Sometimes it's blatantly obvious that a correlation can not be a coincidence. If it's blatanly obvious intuitively into such an extent that you at least think you can trust your intuition, in my book it means I don't know the method of clinically arriving at a rational explanation, rather than intuition being outright wrong.


Some observations

If there exists a statistical relationship between two sets of data, it can be explained by:

1. Coincidence.

2. Causal relationship

2.1 Causal relation ship, but which direction does it flow?

Causal relationship is a complicated topic, because for startes even if there is a relationship between two things, you can't quite tell which way the causality flows. Does eating apples cause condition X or does condition X cause people to eat apples?

2.2 Causal relationship through outside factors

But causality does not end there. There maybe an additional factor A which is connected to both - eating apples and condition X.

2.3 Causal relationship through distant outside factors.

In fact there may be any number of additional factors. These factors can also be distant in the sense of Markov's Blanket. Just to make an example you could have factors A, B and C, which of B and C cause condition X and eating apples, but A instead causes B. B and C despite being outside factors are in close proximity to X and eating apples, but A is a distant factor, because it causes X and eating apples in directly.


The chief point in this post is that this type of causality is largely different than coincidence. Coincidence does not really involve such close causal relationships.

I believe there should be a mathematical method for calculating an esimate of the probability that a correlation is coincidential. Which I think can be done with standard probability calculations combined with correct observations. To make a simple example you may have an ascending tendency in the values of some dataset and that can be matched through correlation to another dataset through the same ascending tendency. If these tendencies are really simple, then the correlation is more likely to be a coincidence. But if these tendencies are complex then even with a slightly weaker correlation, following a similar pattern, the likelyhood that it's not a coindicence increases a lot, intuitively speaking.

For an example we may have several series of objects which each contain 2 variables a and b. The variables can be on and off. If you examine the correlation between the on and off variables in the series, you might find that when variable a increases there's correlation to variable b - It also seems to increase when variable a increases examining the series of objects.

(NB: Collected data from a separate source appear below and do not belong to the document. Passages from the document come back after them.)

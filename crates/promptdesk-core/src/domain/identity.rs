// ============================================================================
// PromptDesk Core - Identity Entity
// File: crates/promptdesk-core/src/domain/identity.rs
// ============================================================================

use std::fmt;

use chrono::{DateTime, Utc};
use promptdesk_shared::TenantId;
use serde::{Deserialize, Serialize};

/// Role enumeration. Authorization compares roles by exact equality only.
#[derive(Debug, Clone, Copy, PartialEq, Eq, Hash, Serialize, Deserialize)]
#[serde(rename_all = "snake_case")]
pub enum Role {
    Admin,
    User,
    CompanyAdmin,
}

impl Role {
    pub fn as_str(&self) -> &'static str {
        match self {
            Role::Admin => "admin",
            Role::User => "user",
            Role::CompanyAdmin => "company_admin",
        }
    }

    pub fn from_str(s: &str) -> Option<Self> {
        match s {
            "admin" => Some(Role::Admin),
            "user" => Some(Role::User),
            "company_admin" => Some(Role::CompanyAdmin),
            _ => None,
        }
    }
}

impl Default for Role {
    fn default() -> Self {
        Role::User
    }
}

impl fmt::Display for Role {
    fn fmt(&self, f: &mut fmt::Formatter<'_>) -> fmt::Result {
        f.write_str(self.as_str())
    }
}

/// Authenticated principal as held by the credential store.
#[derive(Debug, Clone, PartialEq, Eq, Serialize)]
pub struct Identity {
    pub id: i32,
    pub username: String,
    pub email: String,
    #[serde(skip_serializing)]
    pub password_hash: String,
    pub role: Role,
    pub tenant_id: Option<TenantId>,
    pub created_at: DateTime<Utc>,
    pub last_login: Option<DateTime<Utc>>,
}

impl Identity {
    pub fn has_role(&self, role: Role) -> bool {
        self.role == role
    }

    pub fn record_login(&mut self, at: DateTime<Utc>) {
        self.last_login = Some(at);
    }
}

/// Identity about to be inserted. The password is already hashed.
#[derive(Debug, Clone, PartialEq, Eq)]
pub struct NewIdentity {
    pub username: String,
    pub email: String,
    pub password_hash: String,
    pub role: Role,
    pub tenant_id: Option<TenantId>,
}
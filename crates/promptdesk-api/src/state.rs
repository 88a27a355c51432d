use std::sync::Arc;
use std::time::Duration;

use promptdesk_core::repositories::{
    HealthRepository, IdentityRepository, PromptRepository, TenantRepository,
};
use promptdesk_core::services::{AccessGuard, AuthService, PromptService};
use promptdesk_security::TokenCodec;

/// Shared by every request. Built once at startup and read-only afterwards.
#[derive(Clone)]
pub struct AppState {
    pub auth: Arc<AuthService<dyn IdentityRepository>>,
    pub guard: Arc<AccessGuard<dyn IdentityRepository>>,
    pub prompts: Arc<PromptService<dyn PromptRepository, dyn TenantRepository>>,
    pub codec: Arc<TokenCodec>,
    pub health: Arc<dyn HealthRepository>,
}

impl AppState {
    pub fn new(
        identities: Arc<dyn IdentityRepository>,
        tenants: Arc<dyn TenantRepository>,
        prompts: Arc<dyn PromptRepository>,
        health: Arc<dyn HealthRepository>,
        codec: Arc<TokenCodec>,
        retrieval_deadline: Duration,
    ) -> Self {
        Self {
            auth: Arc::new(AuthService::new(identities.clone())),
            guard: Arc::new(AccessGuard::new(codec.clone(), identities)),
            prompts: Arc::new(PromptService::new(prompts, tenants, retrieval_deadline)),
            codec,
            health,
        }
    }
}
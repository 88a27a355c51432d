//! Application-wide constants

pub const DEFAULT_PAGE: u32 = 1;
pub const DEFAULT_PAGE_LIMIT: u32 = 100;
pub const MAX_PAGE_LIMIT: u32 = 100;
pub const TOKEN_TYPE_BEARER: &str = "bearer";
pub const DEFAULT_ACCESS_TOKEN_EXPIRY_MINUTES: u64 = 30;
pub const DEFAULT_RETRIEVAL_DEADLINE_MS: u64 = 3_000;

// Seed data
pub const DEFAULT_TENANT_ID: &str = "default_company";
pub const DEFAULT_TENANT_NAME: &str = "Default Company";
//! Telemetry setup

use tracing_appender::non_blocking::WorkerGuard;
use tracing_subscriber::{
    fmt::{self, writer::BoxMakeWriter},
    layer::SubscriberExt,
    util::SubscriberInitExt,
    EnvFilter,
};

use crate::config::LoggingSettings;

const LOG_FILE_PREFIX: &str = "promptdesk.log";

/// Install the global subscriber. `RUST_LOG` wins over the configured level.
///
/// The returned guard flushes the file writer on drop and must be held for the
/// lifetime of the process when file output is enabled.
pub fn init_telemetry(settings: &LoggingSettings) -> Option<WorkerGuard> {
    let env_filter = EnvFilter::try_from_default_env()
        .unwrap_or_else(|_| EnvFilter::new(&settings.level));

    let (writer, guard) = match &settings.directory {
        Some(dir) => {
            let appender = tracing_appender::rolling::daily(dir, LOG_FILE_PREFIX);
            let (non_blocking, guard) = tracing_appender::non_blocking(appender);
            (BoxMakeWriter::new(non_blocking), Some(guard))
        }
        None => (BoxMakeWriter::new(std::io::stdout), None),
    };

    let fmt_layer = fmt::layer().with_writer(writer).with_target(true);
    let registry = tracing_subscriber::registry().with(env_filter);

    if settings.json {
        registry.with(fmt_layer.json()).init();
    } else {
        registry.with(fmt_layer).init();
    }

    guard
}
//! Password hashing with Argon2

use argon2::{
    password_hash::{rand_core::OsRng, PasswordHash, PasswordHasher, PasswordVerifier, SaltString},
    Argon2,
};
use thiserror::Error;

#[derive(Error, Debug)]
pub enum PasswordError {
    #[error("Hash error: {0}")]
    HashError(String),
}

/// Argon2id with a fresh random salt for every hash. Digests are PHC strings.
pub struct PasswordService;

impl PasswordService {
    pub fn hash(password: &str) -> Result<String, PasswordError> {
        let salt = SaltString::generate(&mut OsRng);
        let argon2 = Argon2::default();
        argon2
            .hash_password(password.as_bytes(), &salt)
            .map(|h| h.to_string())
            .map_err(|e| PasswordError::HashError(e.to_string()))
    }

    /// A digest that does not parse simply fails verification.
    pub fn verify(password: &str, hash: &str) -> bool {
        match PasswordHash::new(hash) {
            Ok(parsed_hash) => Argon2::default()
                .verify_password(password.as_bytes(), &parsed_hash)
                .is_ok(),
            Err(e) => {
                tracing::warn!("Stored password digest is malformed: {}", e);
                false
            }
        }
    }
}
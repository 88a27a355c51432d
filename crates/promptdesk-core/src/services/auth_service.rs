// ============================================================================
// PromptDesk Core - Authentication Service
// File: crates/promptdesk-core/src/services/auth_service.rs
// ============================================================================
//! Username/password authentication against the credential store

use std::sync::{Arc, OnceLock};

use chrono::Utc;
use promptdesk_security::PasswordService;
use tracing::{error, info, warn};

use crate::domain::Identity;
use crate::error::AuthError;
use crate::repositories::IdentityRepository;

const PLACEHOLDER_PASSWORD: &str = "placeholder-password-never-issued";

/// Argon2 digest verified when the username is unknown. Hashed once per process.
fn placeholder_digest() -> &'static str {
    static DIGEST: OnceLock<String> = OnceLock::new();
    DIGEST.get_or_init(|| {
        PasswordService::hash(PLACEHOLDER_PASSWORD).unwrap_or_else(|e| {
            error!("Failed to hash placeholder digest: {}", e);
            String::new()
        })
    })
}

/// Verifies credentials. Minting the bearer token is left to the caller.
pub struct AuthService<R: IdentityRepository + ?Sized> {
    identity_repo: Arc<R>,
}

impl<R: IdentityRepository + ?Sized> AuthService<R> {
    pub fn new(identity_repo: Arc<R>) -> Self {
        Self { identity_repo }
    }

    /// Login with username and password
    pub async fn authenticate(&self, username: &str, password: &str) -> Result<Identity, AuthError> {
        info!("Login attempt for username: {}", username);

        // 1. Find identity by exact username
        let found = self
            .identity_repo
            .find_by_username(username)
            .await
            .map_err(|e| {
                error!("Credential lookup failed: {}", e);
                AuthError::Internal(e.to_string())
            })?;

        // 2. Verify password off the async workers; unknown users are checked
        //    against a placeholder digest so both paths cost one Argon2 verify
        let candidate = password.to_string();
        let stored = found.as_ref().map(|identity| identity.password_hash.clone());
        let password_valid = tokio::task::spawn_blocking(move || {
            let digest = stored.as_deref().unwrap_or_else(|| placeholder_digest());
            PasswordService::verify(&candidate, digest)
        })
        .await
        .map_err(|e| AuthError::Internal(e.to_string()))?;

        let identity = match found {
            Some(identity) if password_valid => identity,
            Some(_) => {
                warn!("Login failed: invalid password for: {}", username);
                return Err(AuthError::InvalidCredentials);
            }
            None => {
                warn!("Login failed: unknown username: {}", username);
                return Err(AuthError::InvalidCredentials);
            }
        };

        // 3. Update last login
        let now = Utc::now();
        if let Err(e) = self.identity_repo.record_login(&identity.username, now).await {
            error!("Failed to update last login: {}", e);
            // Don't fail login for this
        }

        let mut identity = identity;
        identity.record_login(now);

        info!("Login successful for: {}", username);
        Ok(identity)
    }
}
//! # PromptDesk Core
//!
//! Domain entities, repository ports and services: authentication, access
//! guarding and deadline-bounded prompt retrieval.

pub mod domain;
pub mod services;
pub mod repositories;
pub mod error;

// Re-export domain entities
pub use domain::*;
pub use error::{AccessError, AuthError, DomainError, RetrievalError};
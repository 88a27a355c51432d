//! Database module (PostgreSQL adapters)

pub mod connection;
pub mod postgres;

pub use connection::{create_bootstrap_pool, create_pool, run_migrations};
pub use postgres::{PgHealthRepository, PgIdentityRepository, PgPromptRepository, PgTenantRepository};
// ============================================================================
// PromptDesk API - Prompt Handlers
// File: crates/promptdesk-api/src/handlers/prompts.rs
// ============================================================================

use axum::{
    extract::{
        rejection::{PathRejection, QueryRejection},
        Path, Query, State,
    },
    Extension, Json,
};
use promptdesk_core::domain::Identity;
use promptdesk_shared::PageRequest;
use tracing::debug;
use validator::Validate;

use crate::dto::{PromptPageResponse, PromptQueryParams};
use crate::error::ApiError;
use crate::state::AppState;

/// Prompt page handler - GET /api/prompts/{tenant_id}
pub async fn list_prompts(
    State(state): State<AppState>,
    Extension(identity): Extension<Identity>,
    tenant_id: Result<Path<String>, PathRejection>,
    params: Result<Query<PromptQueryParams>, QueryRejection>,
) -> Result<Json<PromptPageResponse>, ApiError> {
    let Path(tenant_id) = tenant_id.map_err(|e| ApiError::Validation(e.body_text()))?;
    let Query(params) = params.map_err(|e| ApiError::Validation(e.body_text()))?;
    params
        .validate()
        .map_err(|e| ApiError::Validation(e.to_string()))?;

    debug!(
        "{} requested prompts for {} (page={}, limit={})",
        identity.username, tenant_id, params.page, params.limit
    );

    let page = state
        .prompts
        .fetch_page(&tenant_id, PageRequest::from(&params))
        .await?;

    Ok(Json(page.into()))
}
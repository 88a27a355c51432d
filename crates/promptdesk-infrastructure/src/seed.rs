//! Default tenant and accounts for a fresh database

use std::sync::Arc;

use promptdesk_core::domain::{Role, Tenant};
use promptdesk_core::error::DomainError;
use promptdesk_core::repositories::{IdentityRepository, TenantRepository};
use promptdesk_core::services::{ProvisionRequest, ProvisioningService};
use promptdesk_shared::config::SeedSettings;
use promptdesk_shared::constants::{DEFAULT_TENANT_ID, DEFAULT_TENANT_NAME};
use tracing::info;

pub const SEED_ADMIN_USERNAME: &str = "admin";
pub const SEED_USER_USERNAME: &str = "testuser";

#[derive(Debug, Clone, Copy, PartialEq, Eq, Default)]
pub struct SeedReport {
    pub tenant_created: bool,
    pub identities_created: usize,
}

/// Seed `default_company` with one admin and one user account.
///
/// Every account is validated before anything is written. Re-running creates
/// whatever is still missing, so an interrupted seed is completed next time.
pub async fn seed_defaults<I, T>(
    identity_repo: Arc<I>,
    tenant_repo: Arc<T>,
    settings: &SeedSettings,
) -> Result<SeedReport, DomainError>
where
    I: IdentityRepository + ?Sized,
    T: TenantRepository + ?Sized,
{
    let requests: Vec<ProvisionRequest> = [
        (SEED_ADMIN_USERNAME, settings.admin_password.as_str(), Role::Admin),
        (SEED_USER_USERNAME, settings.user_password.as_str(), Role::User),
    ]
    .into_iter()
    .map(|(username, password, role)| ProvisionRequest {
        username: username.to_string(),
        email: format!("{}@example.com", username),
        password: password.to_string(),
        role,
        tenant_id: Some(DEFAULT_TENANT_ID.to_string()),
    })
    .collect();

    for request in &requests {
        request.check()?;
    }

    let provisioning = ProvisioningService::new(identity_repo.clone(), tenant_repo);
    let tenant_created = provisioning
        .ensure_tenant(&Tenant::new(DEFAULT_TENANT_ID, DEFAULT_TENANT_NAME))
        .await?;

    let mut report = SeedReport { tenant_created, identities_created: 0 };
    for request in requests {
        if identity_repo.find_by_username(&request.username).await?.is_some() {
            continue;
        }
        provisioning.provision(request).await?;
        report.identities_created += 1;
    }

    if report == SeedReport::default() {
        info!("Seed skipped: {} already complete", DEFAULT_TENANT_ID);
    } else {
        info!(
            "Seeded {} (tenant_created={}, accounts={})",
            DEFAULT_TENANT_ID, report.tenant_created, report.identities_created
        );
    }
    Ok(report)
}

#[cfg(test)]
mod tests {
    use super::*;
    use crate::memory::InMemoryStore;
    use promptdesk_security::PasswordService;

    fn settings() -> SeedSettings {
        SeedSettings {
            enabled: true,
            admin_password: "adminpassword".into(),
            user_password: "userpassword".into(),
        }
    }

    #[tokio::test]
    async fn test_seed_creates_tenant_and_accounts() {
        let store = Arc::new(InMemoryStore::new());
        let report = seed_defaults(store.clone(), store.clone(), &settings()).await.unwrap();
        assert_eq!(report, SeedReport { tenant_created: true, identities_created: 2 });

        let tenant = store.find_by_id(DEFAULT_TENANT_ID).await.unwrap().unwrap();
        assert_eq!(tenant.name, "Default Company");

        let admin = store.find_by_username("admin").await.unwrap().unwrap();
        assert_eq!(admin.role, Role::Admin);
        assert!(PasswordService::verify("adminpassword", &admin.password_hash));

        let user = store.find_by_username("testuser").await.unwrap().unwrap();
        assert_eq!(user.role, Role::User);
        assert_eq!(user.tenant_id.as_deref(), Some(DEFAULT_TENANT_ID));
    }

    #[tokio::test]
    async fn test_seed_is_idempotent() {
        let store = Arc::new(InMemoryStore::new());
        seed_defaults(store.clone(), store.clone(), &settings()).await.unwrap();
        let second = seed_defaults(store.clone(), store.clone(), &settings()).await.unwrap();
        assert_eq!(second, SeedReport::default());
    }

    #[tokio::test]
    async fn test_short_seed_password_is_rejected_and_reseed_completes() {
        let store = Arc::new(InMemoryStore::new());
        let mut weak = settings();
        weak.user_password = "short".into();
        let err = seed_defaults(store.clone(), store.clone(), &weak).await.unwrap_err();
        assert!(matches!(err, DomainError::ValidationError(_)));
        assert!(store.find_by_id(DEFAULT_TENANT_ID).await.unwrap().is_none());
        assert!(store.find_by_username("admin").await.unwrap().is_none());

        let report = seed_defaults(store.clone(), store.clone(), &settings()).await.unwrap();
        assert_eq!(report, SeedReport { tenant_created: true, identities_created: 2 });
        assert!(store.find_by_username("testuser").await.unwrap().is_some());
    }

    #[tokio::test]
    async fn test_missing_account_is_added_when_tenant_exists() {
        let store = Arc::new(InMemoryStore::new());
        TenantRepository::create(&*store, &Tenant::new(DEFAULT_TENANT_ID, DEFAULT_TENANT_NAME))
            .await
            .unwrap();

        let report = seed_defaults(store.clone(), store.clone(), &settings()).await.unwrap();
        assert_eq!(report, SeedReport { tenant_created: false, identities_created: 2 });

        let user = store.find_by_username("testuser").await.unwrap().unwrap();
        assert!(PasswordService::verify("userpassword", &user.password_hash));
    }
}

To make a practical example. Your grandmother brings you a basket filled with candy. The candies may or may not have spots on them (variable a) and they may also be spherical or cylindrical (variable b). Your grandmother visits you once a week. By the end of the year you have collected several basketfuls of candy. You may find a correlation between the candies being cylindrical and having spots on them - for an example if there's a tendency for the ratio of candies with spots on them to rise and there's also an increase in cylindrical candies. This can be explained by coincidence as well as causation, and the probability for coincidence can be rather large. You could think of that in the sense of occam's razor and minimum message length. Even if there's lots of candies in the basket, the series may be very short. The length of the series may not be statistically significant. Even if the series was of stastically significant length, the rule which explains the behavior, maybe reasonably short. For an example even if you have 1000 baskets of candies, it may be that there's an average of 2% decrease in the number of candies without spots on them. And it also happens that spherical canies have an average of 2% decrease in number. If you generate a random tendency to increase or decrease from 0-20% and it's maintained, it can become coindicential that these two variables have the same tendency to increase or decrease.. Despite there being a long series of baskets, lots of candy and so forth.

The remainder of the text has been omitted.